Looking at the bigger picture, I wondered, how important is full disclosure? I have to admit to being one of those people that doesn’t pay too much attention to additives. I choose to eat a pretty decent diet, with not a great deal of processed foods in it. Consequently I don’t punish myself when I do slip up or don’t know exactly what’s in my food. I don’t pay a great deal of attention to what’s in my wine. I don’t have any allergies and although I am mildly intolerant to oily fish such as trout, mackerel and anchovies, the worst they will cause is an upset stomach. So it’s hard for me to appreciate the importance of the full disclosure debate.
I decided to do some investigating online to find out what might be in my wines. There’s a great article here on The Wine Folly site that lifts the lid on some of the more common additives. Mostly I was aware of these ones, and unless the dried swim bladder of a fish used in fining was mackerel and accidentally got left in the bottle, I couldn’t see anything to really bother me.

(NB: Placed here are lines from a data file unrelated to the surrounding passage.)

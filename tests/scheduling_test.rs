mod common;

use chrono::{Duration as ChronoDuration, Utc};
use common::*;
use run_engine::error::EngineError;
use run_engine::events::EngineEvent;
use run_engine::models::{TaskRunExecutionStatus, TaskRunStatus};
use run_engine::worker::EngineJob;

#[tokio::test]
async fn test_delayed_run_is_not_dequeued_until_due() {
    let engine = engine();
    let env = environment();
    let run = engine
        .trigger(request(&env, "later").delayed_until(Utc::now() + ChronoDuration::hours(1)))
        .await
        .unwrap();
    assert_eq!(run.status, TaskRunStatus::Delayed);
    assert_eq!(
        latest(&engine, run.id).await.execution_status,
        TaskRunExecutionStatus::Delayed
    );

    let dequeued = engine
        .dequeue_from_master_queue(WORKER_ID, &run.master_queue, 10)
        .await
        .unwrap();
    assert!(dequeued.is_empty());

    // Not due yet.
    engine.process_due_jobs().await.unwrap();
    assert_eq!(
        engine.get_run(run.id).await.unwrap().status,
        TaskRunStatus::Delayed
    );

    let rescheduled = engine
        .reschedule_delayed_run(run.id, Utc::now() - ChronoDuration::seconds(1))
        .await
        .unwrap();
    assert_eq!(
        rescheduled.snapshot.execution_status,
        TaskRunExecutionStatus::Delayed
    );

    engine.process_due_jobs().await.unwrap();
    assert_eq!(
        latest(&engine, run.id).await.execution_status,
        TaskRunExecutionStatus::Queued
    );
    let started = start(&engine, &run).await;
    assert_eq!(started.run.status, TaskRunStatus::Executing);
}

#[tokio::test]
async fn test_delay_in_the_past_queues_immediately() {
    let engine = engine();
    let env = environment();
    let run = engine
        .trigger(request(&env, "past").delayed_until(Utc::now() - ChronoDuration::minutes(5)))
        .await
        .unwrap();
    assert_eq!(run.status, TaskRunStatus::Pending);
    dequeue(&engine, &run).await;
}

#[tokio::test]
async fn test_reschedule_requires_delayed_run() {
    let engine = engine();
    let run = trigger(&engine, &environment(), "queued").await;
    let result = engine
        .reschedule_delayed_run(run.id, Utc::now() + ChronoDuration::minutes(1))
        .await;
    assert!(matches!(result, Err(EngineError::InvalidState { .. })));
}

#[tokio::test]
async fn test_debounce_reuses_delayed_run() {
    let engine = engine();
    let env = environment();
    let first_delay = Utc::now() + ChronoDuration::minutes(5);
    let first = engine
        .trigger(
            request(&env, "digest")
                .delayed_until(first_delay)
                .with_debounce_key("user-7"),
        )
        .await
        .unwrap();

    let second_delay = Utc::now() + ChronoDuration::minutes(10);
    let second = engine
        .trigger(
            request(&env, "digest")
                .delayed_until(second_delay)
                .with_debounce_key("user-7"),
        )
        .await
        .unwrap();
    assert_eq!(second.id, first.id);
    assert_eq!(second.delay_until, Some(second_delay));

    let other_key = engine
        .trigger(
            request(&env, "digest")
                .delayed_until(second_delay)
                .with_debounce_key("user-8"),
        )
        .await
        .unwrap();
    assert_ne!(other_key.id, first.id);
}

#[tokio::test]
async fn test_debounce_window_elapsed_creates_new_run() {
    let mut config = test_config();
    config.debounce.max_window_ms = 0;
    let engine = engine_with(config);
    let env = environment();
    let delay = Utc::now() + ChronoDuration::minutes(5);

    let first = engine
        .trigger(request(&env, "digest").delayed_until(delay).with_debounce_key("k"))
        .await
        .unwrap();
    tokio::time::sleep(std::time::Duration::from_millis(5)).await;
    let second = engine
        .trigger(request(&env, "digest").delayed_until(delay).with_debounce_key("k"))
        .await
        .unwrap();
    assert_ne!(second.id, first.id);
}

#[tokio::test]
async fn test_ttl_expires_waiting_run() {
    let engine = engine();
    let env = environment();
    let mut events = engine.subscribe();
    let run = engine
        .trigger(request(&env, "short-lived").with_ttl_ms(0))
        .await
        .unwrap();

    engine.process_due_jobs().await.unwrap();

    let expired = engine.get_run(run.id).await.unwrap();
    assert_eq!(expired.status, TaskRunStatus::Expired);
    assert!(expired.expired_at.is_some());
    assert_eq!(
        latest(&engine, run.id).await.execution_status,
        TaskRunExecutionStatus::Finished
    );

    let dequeued = engine
        .dequeue_from_master_queue(WORKER_ID, &run.master_queue, 10)
        .await
        .unwrap();
    assert!(dequeued.is_empty());

    let mut saw_expiry = false;
    while let Ok(published) = events.try_recv() {
        if let EngineEvent::RunExpired { run_id, ttl_ms, .. } = published.event {
            saw_expiry = run_id == run.id && ttl_ms == Some(0);
        }
    }
    assert!(saw_expiry);
}

#[tokio::test]
async fn test_ttl_does_not_expire_started_run() {
    let engine = engine();
    let env = environment();
    let run = engine
        .trigger(request(&env, "quick").with_ttl_ms(0))
        .await
        .unwrap();
    let started = start(&engine, &run).await;

    engine.process_due_jobs().await.unwrap();
    engine.expire_run(run.id).await.unwrap();

    assert_eq!(
        engine.get_run(run.id).await.unwrap().status,
        TaskRunStatus::Executing
    );
    assert_eq!(latest(&engine, run.id).await.id, started.snapshot.id);
}

#[tokio::test]
async fn test_priority_moves_run_ahead() {
    let engine = engine();
    let env = environment();
    let normal = trigger(&engine, &env, "ordered").await;
    let urgent = engine
        .trigger(request(&env, "ordered").with_priority_ms(60_000))
        .await
        .unwrap();

    let first = engine
        .dequeue_from_master_queue(WORKER_ID, &normal.master_queue, 1)
        .await
        .unwrap();
    assert_eq!(first.len(), 1);
    assert_eq!(first[0].run.id, urgent.id);
}

#[tokio::test]
async fn test_heartbeat_requires_current_snapshot() {
    let engine = engine();
    let run = trigger(&engine, &environment(), "beating").await;
    let queued = latest(&engine, run.id).await;

    let result = engine.heartbeat_run(run.id, queued.id).await;
    assert!(matches!(result, Err(EngineError::InvalidState { .. })));

    let message = dequeue(&engine, &run).await;
    let stale = engine.heartbeat_run(run.id, queued.id).await;
    assert!(matches!(stale, Err(EngineError::SnapshotConflict { .. })));

    let current = engine
        .heartbeat_run(run.id, message.snapshot.id)
        .await
        .unwrap();
    assert_eq!(current.id, message.snapshot.id);
}

#[tokio::test]
async fn test_unstarted_run_is_requeued_after_heartbeat_timeout() {
    let mut config = test_config();
    config.heartbeat.pending_executing_ms = 0;
    let engine = engine_with(config);
    let env = environment();
    let run = trigger(&engine, &env, "abandoned").await;
    dequeue(&engine, &run).await;

    engine.process_due_jobs().await.unwrap();

    assert_eq!(
        latest(&engine, run.id).await.execution_status,
        TaskRunExecutionStatus::Queued
    );
    assert_eq!(
        engine
            .run_queue()
            .current_concurrency_of_environment(&env)
            .await
            .unwrap(),
        0
    );
    let again = dequeue(&engine, &run).await;
    assert_eq!(
        again.snapshot.execution_status,
        TaskRunExecutionStatus::PendingExecuting
    );
}

#[tokio::test]
async fn test_stalled_run_is_retried_after_heartbeat_timeout() {
    let mut config = test_config();
    config.heartbeat.executing_ms = 0;
    let engine = engine_with(config);
    let started = trigger_and_start(&engine, &environment(), "stalled").await;

    engine.process_due_jobs().await.unwrap();

    let run = engine.get_run(started.run.id).await.unwrap();
    assert_eq!(run.status, TaskRunStatus::RetryingAfterFailure);
    assert_eq!(
        latest(&engine, run.id).await.execution_status,
        TaskRunExecutionStatus::Queued
    );
}

#[tokio::test]
async fn test_heartbeat_pushes_back_deadline() {
    let engine = engine();
    let started = trigger_and_start(&engine, &environment(), "alive").await;
    let job_id = EngineJob::HeartbeatSnapshot {
        run_id: started.run.id,
        snapshot_id: started.snapshot.id,
    }
    .id();

    let due_at = |pending: Vec<(String, i64)>| {
        pending
            .into_iter()
            .find(|(id, _)| *id == job_id)
            .map(|(_, due)| due)
            .unwrap()
    };
    let before = due_at(engine.jobs().pending().await.unwrap());

    tokio::time::sleep(std::time::Duration::from_millis(10)).await;
    engine
        .heartbeat_run(started.run.id, started.snapshot.id)
        .await
        .unwrap();
    let after = due_at(engine.jobs().pending().await.unwrap());
    assert!(after > before);

    let stored = engine.jobs().find(&job_id).await.unwrap().unwrap();
    assert_eq!(
        stored.job,
        EngineJob::HeartbeatSnapshot {
            run_id: started.run.id,
            snapshot_id: started.snapshot.id,
        }
    );
}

But then, I do choose my wines carefully. I don’t like mass-produced bland whites and sickly sweet roses and horrible cheap blackcurrant cordial Merlots. I avoid them like the plague. When I have had the misfortune to drink them, I have found myself thinking ‘how did they get it to taste so awful and confected?’ The best way I can describe it is that feeling you get about five minutes after you have finished eating a McDonald’s. The satisfaction wears off, and a sense of foreboding evil and utter futility creeps in, along with the nagging feeling that the only thing that will make you feel better is another McDonalds. And it can only be caused by unpleasant additives.

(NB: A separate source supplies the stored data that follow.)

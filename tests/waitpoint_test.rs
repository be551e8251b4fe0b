mod common;

use chrono::{Duration as ChronoDuration, Utc};
use common::*;
use futures::future::join_all;
use run_engine::error::EngineError;
use run_engine::models::{
    TaskRunExecutionResult, TaskRunExecutionStatus, TaskRunStatus, WaitpointOutput,
    WaitpointStatus, WaitpointType,
};

#[tokio::test]
async fn test_manual_waitpoint_blocks_and_resumes() {
    let engine = engine();
    let env = environment();
    let started = trigger_and_start(&engine, &env, "approval").await;
    let run_id = started.run.id;

    let waitpoint = engine.create_manual_waitpoint(&env, None).await.unwrap();
    assert_eq!(waitpoint.kind, WaitpointType::Manual);
    assert_eq!(waitpoint.status, WaitpointStatus::Pending);

    let blocked = engine
        .block_run_with_waitpoint(run_id, &[waitpoint.id], None)
        .await
        .unwrap();
    assert_eq!(
        blocked.execution_status,
        TaskRunExecutionStatus::ExecutingWithWaitpoints
    );
    assert_eq!(
        engine.get_run(run_id).await.unwrap().status,
        TaskRunStatus::ExecutingWithWaitpoints
    );

    // Still blocked, nothing to continue.
    assert!(engine
        .continue_run_if_unblocked(run_id)
        .await
        .unwrap()
        .is_none());

    let completed = engine
        .complete_waitpoint(
            waitpoint.id,
            WaitpointOutput::success(Some("{\"approved\":true}".to_string()), None),
        )
        .await
        .unwrap();
    assert_eq!(completed.status, WaitpointStatus::Completed);

    let resumed = latest(&engine, run_id).await;
    assert_eq!(resumed.execution_status, TaskRunExecutionStatus::Executing);
    assert_eq!(resumed.completed_waitpoints.len(), 1);

    let data = engine.get_run_execution_data(run_id).await.unwrap();
    assert_eq!(data.run_status, TaskRunStatus::Executing);
    assert_eq!(data.completed_waitpoints.len(), 1);
    assert_eq!(data.completed_waitpoints[0].id, waitpoint.id);
    assert_eq!(
        data.completed_waitpoints[0].output.as_deref(),
        Some("{\"approved\":true}")
    );
    assert!(!data.completed_waitpoints[0].output_is_error);

    // The resumed run can finish normally.
    let done = engine
        .complete_run_attempt(
            run_id,
            resumed.id,
            TaskRunExecutionResult::success(None),
            worker(),
        )
        .await
        .unwrap();
    assert_eq!(done.run.status, TaskRunStatus::CompletedSuccessfully);
}

#[tokio::test]
async fn test_completing_twice_keeps_first_output() {
    let engine = engine();
    let env = environment();
    let waitpoint = engine.create_manual_waitpoint(&env, None).await.unwrap();

    engine
        .complete_waitpoint(waitpoint.id, WaitpointOutput::success(Some("1".into()), None))
        .await
        .unwrap();
    let second = engine
        .complete_waitpoint(waitpoint.id, WaitpointOutput::success(Some("2".into()), None))
        .await
        .unwrap();
    assert_eq!(second.output.as_deref(), Some("1"));
}

#[tokio::test]
async fn test_blocking_on_completed_waitpoint_continues_immediately() {
    let engine = engine();
    let env = environment();
    let started = trigger_and_start(&engine, &env, "instant").await;

    let waitpoint = engine.create_manual_waitpoint(&env, None).await.unwrap();
    engine
        .complete_waitpoint(waitpoint.id, WaitpointOutput::default())
        .await
        .unwrap();

    let snapshot = engine
        .block_run_with_waitpoint(started.run.id, &[waitpoint.id], None)
        .await
        .unwrap();
    assert_eq!(snapshot.execution_status, TaskRunExecutionStatus::Executing);
    assert_eq!(snapshot.completed_waitpoints.len(), 1);

    let chain = snapshot_chain(&engine, started.run.id).await;
    assert_eq!(
        statuses(&chain[chain.len() - 2..]),
        vec![
            TaskRunExecutionStatus::ExecutingWithWaitpoints,
            TaskRunExecutionStatus::Executing,
        ]
    );
}

#[tokio::test]
async fn test_block_requires_executing_run() {
    let engine = engine();
    let env = environment();
    let run = trigger(&engine, &env, "queued").await;
    let waitpoint = engine.create_manual_waitpoint(&env, None).await.unwrap();

    let result = engine
        .block_run_with_waitpoint(run.id, &[waitpoint.id], None)
        .await;
    assert!(matches!(result, Err(EngineError::InvalidState { .. })));

    let started = start(&engine, &run).await;
    let empty = engine
        .block_run_with_waitpoint(started.run.id, &[], None)
        .await;
    assert!(matches!(empty, Err(EngineError::InvalidInput(_))));

    let missing = engine
        .block_run_with_waitpoint(started.run.id, &[uuid::Uuid::now_v7()], None)
        .await;
    assert!(matches!(missing, Err(EngineError::WaitpointNotFound { .. })));
}

#[tokio::test]
async fn test_run_waits_for_every_blocker() {
    let engine = engine();
    let env = environment();
    let started = trigger_and_start(&engine, &env, "fan-in").await;
    let first = engine.create_manual_waitpoint(&env, None).await.unwrap();
    let second = engine.create_manual_waitpoint(&env, None).await.unwrap();

    engine
        .block_run_with_waitpoint(started.run.id, &[first.id, second.id], None)
        .await
        .unwrap();

    engine
        .complete_waitpoint(first.id, WaitpointOutput::default())
        .await
        .unwrap();
    assert_eq!(
        latest(&engine, started.run.id).await.execution_status,
        TaskRunExecutionStatus::ExecutingWithWaitpoints
    );

    engine
        .complete_waitpoint(second.id, WaitpointOutput::default())
        .await
        .unwrap();
    let resumed = latest(&engine, started.run.id).await;
    assert_eq!(resumed.execution_status, TaskRunExecutionStatus::Executing);
    assert_eq!(resumed.completed_waitpoints.len(), 2);
}

#[tokio::test]
async fn test_manual_waitpoint_idempotency_key() {
    let engine = engine();
    let env = environment();
    let first = engine
        .create_manual_waitpoint(&env, Some("approval-42".to_string()))
        .await
        .unwrap();
    let second = engine
        .create_manual_waitpoint(&env, Some("approval-42".to_string()))
        .await
        .unwrap();
    assert_eq!(first.id, second.id);
    assert!(first.user_provided_idempotency_key);

    let other = engine.create_manual_waitpoint(&env, None).await.unwrap();
    assert_ne!(other.id, first.id);
}

#[tokio::test]
async fn test_date_time_waitpoint_completes_when_due() {
    let engine = engine();
    let env = environment();
    let started = trigger_and_start(&engine, &env, "sleeper").await;

    let waitpoint = engine
        .create_date_time_waitpoint(&env, Utc::now() - ChronoDuration::seconds(1), None)
        .await
        .unwrap();
    assert_eq!(waitpoint.kind, WaitpointType::Datetime);
    engine
        .block_run_with_waitpoint(started.run.id, &[waitpoint.id], None)
        .await
        .unwrap();

    let processed = engine.process_due_jobs().await.unwrap();
    assert!(processed.succeeded >= 1);

    assert_eq!(
        latest(&engine, started.run.id).await.execution_status,
        TaskRunExecutionStatus::Executing
    );
}

#[tokio::test]
async fn test_future_date_time_waitpoint_stays_pending() {
    let engine = engine();
    let env = environment();
    let waitpoint = engine
        .create_date_time_waitpoint(&env, Utc::now() + ChronoDuration::hours(1), None)
        .await
        .unwrap();

    engine.process_due_jobs().await.unwrap();
    let stored = engine
        .store()
        .find_waitpoint(waitpoint.id)
        .await
        .unwrap()
        .unwrap();
    assert_eq!(stored.status, WaitpointStatus::Pending);
    assert!(waitpoint.completed_after.is_some());
}

#[tokio::test]
async fn test_parent_resumes_when_child_finishes() {
    let engine = engine();
    let env = environment();
    let parent = trigger_and_start(&engine, &env, "parent").await;

    let child = engine
        .trigger(request(&env, "child").with_parent(parent.run.id, true))
        .await
        .unwrap();
    assert!(child.associated_waitpoint_id.is_some());
    assert_eq!(
        latest(&engine, parent.run.id).await.execution_status,
        TaskRunExecutionStatus::ExecutingWithWaitpoints
    );

    let child_started = start(&engine, &child).await;
    engine
        .complete_run_attempt(
            child.id,
            child_started.snapshot.id,
            TaskRunExecutionResult::success(Some("{\"ok\":1}".to_string())),
            worker(),
        )
        .await
        .unwrap();

    let data = engine.get_run_execution_data(parent.run.id).await.unwrap();
    assert_eq!(data.snapshot.execution_status, TaskRunExecutionStatus::Executing);
    assert_eq!(data.completed_waitpoints.len(), 1);
    let completed = &data.completed_waitpoints[0];
    assert_eq!(completed.kind, WaitpointType::Run);
    assert_eq!(completed.completed_by_task_run_id, Some(child.id));
    assert_eq!(completed.output.as_deref(), Some("{\"ok\":1}"));
    assert!(!completed.output_is_error);
}

#[tokio::test]
async fn test_waitpoint_of_finished_run_is_already_complete() {
    let engine = engine();
    let started = trigger_and_start(&engine, &environment(), "done").await;
    engine
        .complete_run_attempt(
            started.run.id,
            started.snapshot.id,
            TaskRunExecutionResult::success(Some("42".to_string())),
            worker(),
        )
        .await
        .unwrap();

    let waitpoint = engine
        .get_or_create_run_waitpoint(started.run.id)
        .await
        .unwrap();
    assert_eq!(waitpoint.status, WaitpointStatus::Completed);
    assert_eq!(waitpoint.output.as_deref(), Some("42"));
}

#[tokio::test]
async fn test_concurrent_run_waitpoint_requests_share_one_waitpoint() {
    let engine = engine();
    let run = trigger(&engine, &environment(), "shared").await;

    let requests = (0..8).map(|_| engine.get_or_create_run_waitpoint(run.id));
    let waitpoints: Vec<_> = join_all(requests)
        .await
        .into_iter()
        .map(|result| result.unwrap())
        .collect();

    let first = waitpoints[0].id;
    assert!(waitpoints.iter().all(|w| w.id == first));
    assert_eq!(
        engine.get_run(run.id).await.unwrap().associated_waitpoint_id,
        Some(first)
    );
}

#[tokio::test]
async fn test_blocked_run_releases_environment_concurrency() {
    let engine = engine();
    let env = environment();
    let started = trigger_and_start(&engine, &env, "suspend").await;
    let run_queue = engine.run_queue();
    assert_eq!(
        run_queue.current_concurrency_of_environment(&env).await.unwrap(),
        1
    );

    let waitpoint = engine.create_manual_waitpoint(&env, None).await.unwrap();
    engine
        .block_run_with_waitpoint(started.run.id, &[waitpoint.id], None)
        .await
        .unwrap();
    assert_eq!(
        run_queue.current_concurrency_of_environment(&env).await.unwrap(),
        0
    );
    // Queue slot is held by default.
    assert_eq!(
        run_queue
            .current_concurrency_of_queue(&env, &started.run.queue, None)
            .await
            .unwrap(),
        1
    );

    engine
        .complete_waitpoint(waitpoint.id, WaitpointOutput::default())
        .await
        .unwrap();
    assert_eq!(
        run_queue.current_concurrency_of_environment(&env).await.unwrap(),
        1
    );
}

#[tokio::test]
async fn test_waiting_child_of_queued_parent_is_not_created() {
    let engine = engine();
    let env = environment();
    let parent = trigger(&engine, &env, "parent").await;

    let result = engine
        .trigger(request(&env, "child").with_parent(parent.id, true))
        .await;
    assert!(matches!(result, Err(EngineError::InvalidState { .. })));

    // Only the parent is in the queue; no orphaned child was enqueued.
    let dequeued = engine
        .dequeue_from_master_queue(WORKER_ID, &parent.master_queue, 50)
        .await
        .unwrap();
    assert_eq!(dequeued.len(), 1);
    assert_eq!(dequeued[0].run.id, parent.id);
    assert_eq!(
        latest(&engine, parent.id).await.execution_status,
        TaskRunExecutionStatus::PendingExecuting
    );
}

McDonalds have taken a slating in the wake of books like Fast Food Nation and films like Super Size Me – resulting in something of an image overhaul and the addition of salad items to their menu. Has this helped to curb the obesity crisis in the US? Doesn’t really seem like it, does it? So, should the wine equivalent of McDonalds be forced to disclose all the additives that contribute towards their shudder-inducing flavours? What would be the impact?
Well, with the prospect of having to disclose the many evils that flavour their wines, a few of the mass-producing wineries might be embarrassed into making a few changes for the better. That can only be a good thing. And there will be others that won’t give a damn, they will proudly list all the ingredients on their labels and the people who love them will buy them anyway because they don’t care what’s in them, they like them just the way they are, and they might even pick up a cheeky McDonalds on the way home too. And at the other end of the spectrum, there might be wineries that have been using additives for years and charging a good deal for their wines – maybe it’s time they took a leaf out of Ridge and Bonny Doon’s book and made changes for the better. No one wants to admit that they cheat – I made a beef bourgignon last night that was saved from blandness at the last minute by the addition of Marmite and Branston Pickle. Now while they are hardly additives that were going to make my guests ill, if I’d just followed the recipe properly in the first place I probably wouldn’t have had to salvage it at the last minute. I opted to disclose my additives to my guests in the end because the whole dish had an overwhelming Marmite flavour that was hard not to notice.
Ultimately, I find myself agreeing with Randall Grahm of Bonny Doon who observed that while consumers didn’t really seem to care one way or another about full disclosure on their wines, it had been the right thing to do. That doesn’t mean I’ll be trawling through the ingredients for the wine with the least additives, as unless it has a whole mackerel floating in it, I’m confident it won’t harm me. But I like to know that as a consumer, I have access to the information, just in case.